Guides

ECS Fargate Execution Guide

ECS Fargate execution allows you to run Dagy DAG flows as containerized workloads in AWS ECS, suitable for workloads exceeding Lambda's 15-minute timeout or requiring more than 10 GB of memory. This guide covers setup, usage, and operational patterns.

Getting Started with ECS Fargate Execution

Prerequisites

Before deploying ECS Fargate execution, ensure you have:

An AWS account with appropriate IAM permissions to create EC2, ECS, Lambda, DynamoDB, and S3 resources
AWS CDK installed and configured (version 2.x or later)
Python 3.12+ installed locally for development
Docker installed for building and testing container images
The Dagy SDK and API installed in your Python environment

Verify your setup by running:

aws sts get-caller-identity
cdk --version
docker --version
python --version

Building and Pushing the Worker Docker Image

The ECS worker container image is built from Dockerfile.worker in the project root.

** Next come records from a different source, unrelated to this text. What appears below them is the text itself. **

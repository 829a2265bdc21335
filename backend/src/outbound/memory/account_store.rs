//! Mutex-guarded account store.

use std::collections::HashMap;
use std::sync::{Mutex, MutexGuard};

use async_trait::async_trait;

use crate::domain::ports::{AccountStore, AccountStoreError};
use crate::domain::{Account, AccountId, Credentials, Registration, Username};
use crate::outbound::password::{PasswordError, StoredPassword, hash_blocking, verify_blocking};

#[derive(Debug, Clone)]
struct StoredAccount {
    id: AccountId,
    username: Username,
    password: StoredPassword,
}

fn password_failure(error: PasswordError) -> AccountStoreError {
    AccountStoreError::query(error.to_string())
}

/// Account store backed by a process-local map keyed by username.
#[derive(Debug, Default)]
pub struct InMemoryAccountStore {
    accounts: Mutex<HashMap<String, StoredAccount>>,
}

impl InMemoryAccountStore {
    /// Create an empty store.
    #[must_use]
    pub fn new() -> Self {
        Self::default()
    }

    fn lock(&self) -> Result<MutexGuard<'_, HashMap<String, StoredAccount>>, AccountStoreError> {
        self.accounts
            .lock()
            .map_err(|_| AccountStoreError::connection("account map poisoned"))
    }
}

#[async_trait]
impl AccountStore for InMemoryAccountStore {
    async fn create_account(
        &self,
        registration: &Registration,
    ) -> Result<Account, AccountStoreError> {
        let username = registration.username().clone();
        let taken = self.lock()?.contains_key(username.as_ref());
        if taken {
            return Err(AccountStoreError::duplicate_username(username.as_ref()));
        }
        let password = hash_blocking(registration.password())
            .await
            .map_err(password_failure)?;

        let mut accounts = self.lock()?;
        if accounts.contains_key(username.as_ref()) {
            return Err(AccountStoreError::duplicate_username(username.as_ref()));
        }
        let stored = StoredAccount {
            id: AccountId::random(),
            username: username.clone(),
            password,
        };
        let account = Account {
            id: stored.id,
            username: stored.username.clone(),
        };
        accounts.insert(username.to_string(), stored);
        Ok(account)
    }

    async fn verify_credentials(
        &self,
        credentials: &Credentials,
    ) -> Result<Option<Account>, AccountStoreError> {
        let found = self.lock()?.get(credentials.username()).cloned();
        let Some(stored) = found else {
            return Ok(None);
        };
        let matches = verify_blocking(stored.password, credentials.password())
            .await
            .map_err(password_failure)?;
        Ok(matches.then(|| Account {
            id: stored.id,
            username: stored.username,
        }))
    }
}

This image contains the Dagy SDK, boto3, and the worker entrypoint at src/dagy_api/ecs/worker_main.py.

To build the image locally:

docker build -f Dockerfile.worker -t dagy-worker:latest .
docker tag dagy-worker:latest dagy-worker:v1.0.0

To push the image to an ECR repository:

First, create an ECR repository if it doesn't exist:

aws ecr create-repository --repository-name dagy-worker --region us-east-1

Then authenticate Docker to the registry and push:

aws ecr get-login-password --region us-east-1 | docker login --username AWS --password-stdin 123456789.dkr.ecr.us-east-1.amazonaws.com
docker tag dagy-worker:latest 123456789.dkr.ecr.us-east-1.amazonaws.com/dagy-worker:latest
docker push 123456789.dkr.ecr.us-east-1.amazonaws.com/dagy-worker:latest

The CDK stack in infrastructure/dagy_stack.py can be configured to use your ECR image. Set the lambda_image_uri in StackConfig to point to your image:

config = StackConfig(
    environment="production",
    app_name="dagy",
    lambda_image_uri="123456789.dkr.ecr.us-east-1.amazonaws.com/dagy-worker:latest",
    ...
)

For development and testing, you can use a local image if your ECS cluster has access to Docker. For production, always use a properly versioned image from a persistent registry.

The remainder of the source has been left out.